Die Analyse des bestehenden öV-Angebots und der räumlichen Struktur des Kantons zeigte, dass eine stärkere Systematisierung des Angebotes und eine Verkürzung der Reisezeiten den Modal Split verbessern können. Zudem sind die untergeordneten Netzebenen laufend an Angebotsausbauten auf den übergeordneten Netzen, insbesondere beim Fernverkehr der SBB und beim Angebot der Rhätischen Bahn, anzupassen.

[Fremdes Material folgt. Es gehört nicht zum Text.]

//! Filter/sort pipeline.
//!
//! A pure function from the task set and the full filter/sort state to the
//! ordered, filtered view. The result is the sole input to pagination;
//! pagination never filters independently. Callers re-run the pipeline
//! whenever the task set, any filter value, the sort mode, or the search
//! term changes.

use crate::status::TaskStatus;
use crate::types::{Criticality, Task};
use chrono::{Datelike, Months, NaiveDate};

/// Which fields the free-text search matches against.
#[derive(Debug, Clone, Copy, PartialEq, Eq, Default)]
pub enum SearchScope {
    TaskName,
    ClientName,
    AssigneeName,
    /// Match any of the three.
    #[default]
    Any,
}

impl SearchScope {
    /// Wire name of the scoped column for server-side search; `None` when
    /// the scope matches any field.
    pub fn wire_field(&self) -> Option<&'static str> {
        match self {
            SearchScope::TaskName => Some("task_name"),
            SearchScope::ClientName => Some("customer_name"),
            SearchScope::AssigneeName => Some("assignee"),
            SearchScope::Any => None,
        }
    }
}

/// Due-month bucketing. Tasks with no due date pass every bucket.
#[derive(Debug, Clone, Copy, PartialEq, Eq, Default)]
pub enum MonthBucket {
    #[default]
    All,
    Current,
    Previous,
    Next,
    LastThree,
}

impl MonthBucket {
    /// Whether a due date falls in this bucket, relative to `today`.
    fn contains(&self, due: NaiveDate, today: NaiveDate) -> bool {
        let same_month =
            |a: NaiveDate, b: NaiveDate| a.year() == b.year() && a.month() == b.month();
        match self {
            MonthBucket::All => true,
            MonthBucket::Current => same_month(due, today),
            // Month arithmetic through chrono handles the year boundary
            // (January's previous month is last December, etc.)
            MonthBucket::Previous => match today.checked_sub_months(Months::new(1)) {
                Some(prev) => same_month(due, prev),
                None => false,
            },
            MonthBucket::Next => match today.checked_add_months(Months::new(1)) {
                Some(next) => same_month(due, next),
                None => false,
            },
            MonthBucket::LastThree => match today.checked_sub_months(Months::new(3)) {
                Some(cutoff) => due >= cutoff,
                None => true,
            },
        }
    }
}

/// Sort order for the filtered result.
#[derive(Debug, Clone, Copy, PartialEq, Eq, Default)]
pub enum SortMode {
    /// No explicit sort: most-recently-assigned first; records without an
    /// assigned timestamp are treated as equal and retain source order.
    #[default]
    None,
    /// High before Medium before Low, ties in source order.
    CriticalityDesc,
    /// Low before Medium before High, ties in source order.
    CriticalityAsc,
}

/// Transient, UI-scoped filter state. Not persisted; reset wholesale when
/// the viewed entity changes.
#[derive(Debug, Clone, Default)]
pub struct FilterState {
    pub query: String,
    pub scope: SearchScope,
    pub month: MonthBucket,
    pub status: Option<TaskStatus>,
    pub criticality: Option<Criticality>,
    pub sort: SortMode,
}

impl FilterState {
    /// Reset every field to its default (used when the viewed entity
    /// changes).
    pub fn reset(&mut self) {
        *self = FilterState::default();
    }
}

/// A task is included iff all active predicates pass.
fn matches(task: &Task, filter: &FilterState, today: NaiveDate) -> bool {
    if let Some(status) = filter.status
        && task.status != status
    {
        return false;
    }

    if let Some(criticality) = filter.criticality
        && task.criticality != criticality
    {
        return false;
    }

    // No due date passes every month bucket
    if let Some(due) = task.due_date
        && !filter.month.contains(due, today)
    {
        return false;
    }

    if !filter.query.is_empty() {
        let needle = filter.query.to_lowercase();
        let contains = |field: Option<&str>| {
            field
                .map(|f| f.to_lowercase().contains(&needle))
                .unwrap_or(false)
        };
        let hit = match filter.scope {
            SearchScope::TaskName => contains(Some(&task.name)),
            SearchScope::ClientName => contains(task.client_name.as_deref()),
            SearchScope::AssigneeName => contains(task.assignee_name.as_deref()),
            SearchScope::Any => {
                contains(Some(&task.name))
                    || contains(task.client_name.as_deref())
                    || contains(task.assignee_name.as_deref())
            }
        };
        if !hit {
            return false;
        }
    }

    true
}

/// Run the full pipeline: AND of all active predicates, then a stable sort
/// per the configured mode.
pub fn apply<'a>(tasks: &'a [Task], filter: &FilterState, today: NaiveDate) -> Vec<&'a Task> {
    let mut result: Vec<&Task> = tasks
        .iter()
        .filter(|task| matches(task, filter, today))
        .collect();

    match filter.sort {
        SortMode::CriticalityDesc => {
            result.sort_by(|a, b| b.criticality.cmp(&a.criticality));
        }
        SortMode::CriticalityAsc => {
            result.sort_by(|a, b| a.criticality.cmp(&b.criticality));
        }
        SortMode::None => {
            // Most-recently-assigned first. Records without a timestamp
            // compare equal to each other and retain source order at the
            // tail (None < Some under Option's ordering).
            result.sort_by(|a, b| b.assigned_at.cmp(&a.assigned_at));
        }
    }

    result
}

#[cfg(test)]
mod tests {
    use super::*;
    use chrono::{TimeZone, Utc};

    fn task(id: &str, status: TaskStatus, criticality: Criticality) -> Task {
        Task {
            id: id.to_string(),
            name: format!("Task {}", id),
            client_id: None,
            client_name: None,
            assignee_id: None,
            assignee_name: None,
            status,
            due_date: None,
            criticality,
            remarks: None,
            assigned_at: None,
            time_taken: 0.0,
            subtasks: Vec::new(),
        }
    }

    fn today() -> NaiveDate {
        NaiveDate::from_ymd_opt(2025, 6, 15).unwrap()
    }

    #[test]
    fn search_scopes_map_to_their_wire_columns() {
        assert_eq!(SearchScope::TaskName.wire_field(), Some("task_name"));
        assert_eq!(SearchScope::ClientName.wire_field(), Some("customer_name"));
        assert_eq!(SearchScope::AssigneeName.wire_field(), Some("assignee"));
        assert_eq!(SearchScope::Any.wire_field(), None);
    }

    #[test]
    fn status_filter_selects_matching_tasks_only() {
        let tasks = vec![
            task("1", TaskStatus::Todo, Criticality::High),
            task("2", TaskStatus::InProgress, Criticality::Low),
        ];
        let filter = FilterState {
            status: Some(TaskStatus::Todo),
            ..Default::default()
        };

        let result = apply(&tasks, &filter, today());
        assert_eq!(result.len(), 1);
        assert_eq!(result[0].id, "1");
    }

    #[test]
    fn predicates_combine_with_logical_and() {
        let mut a = task("1", TaskStatus::Todo, Criticality::High);
        a.client_name = Some("Acme Corp".to_string());
        let mut b = task("2", TaskStatus::Todo, Criticality::Low);
        b.client_name = Some("Acme Corp".to_string());

        let tasks = vec![a, b];
        let filter = FilterState {
            query: "acme".to_string(),
            scope: SearchScope::ClientName,
            criticality: Some(Criticality::High),
            ..Default::default()
        };

        let result = apply(&tasks, &filter, today());
        assert_eq!(result.len(), 1);
        assert_eq!(result[0].id, "1");
    }

    #[test]
    fn search_is_case_insensitive_and_scoped() {
        let mut t = task("1", TaskStatus::Todo, Criticality::Low);
        t.assignee_name = Some("Priya Sharma".to_string());
        let tasks = vec![t];

        let mut filter = FilterState {
            query: "PRIYA".to_string(),
            scope: SearchScope::AssigneeName,
            ..Default::default()
        };
        assert_eq!(apply(&tasks, &filter, today()).len(), 1);

        // Same query scoped to task name finds nothing
        filter.scope = SearchScope::TaskName;
        assert!(apply(&tasks, &filter, today()).is_empty());
    }

    #[test]
    fn tasks_without_due_date_pass_every_month_bucket() {
        let tasks = vec![task("1", TaskStatus::Todo, Criticality::Low)];
        for month in [
            MonthBucket::All,
            MonthBucket::Current,
            MonthBucket::Previous,
            MonthBucket::Next,
            MonthBucket::LastThree,
        ] {
            let filter = FilterState {
                month,
                ..Default::default()
            };
            assert_eq!(apply(&tasks, &filter, today()).len(), 1);
        }
    }

    #[test]
    fn month_buckets_wrap_the_year_boundary() {
        let jan = NaiveDate::from_ymd_opt(2025, 1, 10).unwrap();
        let mut dec_task = task("1", TaskStatus::Todo, Criticality::Low);
        dec_task.due_date = Some(NaiveDate::from_ymd_opt(2024, 12, 20).unwrap());
        let mut feb_task = task("2", TaskStatus::Todo, Criticality::Low);
        feb_task.due_date = Some(NaiveDate::from_ymd_opt(2025, 2, 3).unwrap());
        let tasks = vec![dec_task, feb_task];

        let prev = FilterState {
            month: MonthBucket::Previous,
            ..Default::default()
        };
        let result = apply(&tasks, &prev, jan);
        assert_eq!(result.len(), 1);
        assert_eq!(result[0].id, "1");

        let next = FilterState {
            month: MonthBucket::Next,
            ..Default::default()
        };
        let result = apply(&tasks, &next, jan);
        assert_eq!(result.len(), 1);
        assert_eq!(result[0].id, "2");
    }

    #[test]
    fn criticality_sort_is_stable() {
        let tasks = vec![
            task("1", TaskStatus::Todo, Criticality::Low),
            task("2", TaskStatus::Todo, Criticality::High),
            task("3", TaskStatus::Todo, Criticality::Low),
            task("4", TaskStatus::Todo, Criticality::High),
        ];
        let filter = FilterState {
            sort: SortMode::CriticalityDesc,
            ..Default::default()
        };

        let ids: Vec<&str> = apply(&tasks, &filter, today())
            .iter()
            .map(|t| t.id.as_str())
            .collect();
        assert_eq!(ids, vec!["2", "4", "1", "3"]);
    }

    #[test]
    fn default_order_is_most_recently_assigned_first() {
        let at = |h| Utc.with_ymd_and_hms(2025, 6, 14, h, 0, 0).unwrap();
        let mut a = task("1", TaskStatus::Todo, Criticality::Low);
        a.assigned_at = Some(at(8));
        let mut b = task("2", TaskStatus::Todo, Criticality::Low);
        b.assigned_at = Some(at(12));
        let c = task("3", TaskStatus::Todo, Criticality::Low);
        let tasks = vec![a, b, c];

        let ids: Vec<&str> = apply(&tasks, &FilterState::default(), today())
            .iter()
            .map(|t| t.id.as_str())
            .collect();
        // Timestamped tasks sort newest-first; untimestamped records keep
        // source order after them.
        assert_eq!(ids, vec!["2", "1", "3"]);
    }
}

Bei der Finanzierung des öffentlichen Verkehrs sollen die bundesrechtlichen Vorgaben durch zusätzliche Kriterien ergänzt werden, die auch die regionalen Bevölkerungs- und Wirtschaftsstrukturen berücksichtigen und den teilweise schwierigen Produktionsbedingungen Rechnung tragen.
Schliesslich wurden Planungs- und Angebotsstandards für die öV-Erschliessung des Kantons Graubünden (mit Fokus Bus) entwickelt.
Unsere Arbeiten bildeten eine entscheidende Basis für die Botschaft der Bündner Regierung zum neuen Gesetz über den öffentlichen Verkehr und für das erstmals zu erarbeitende öV-Konzept 2025-2035.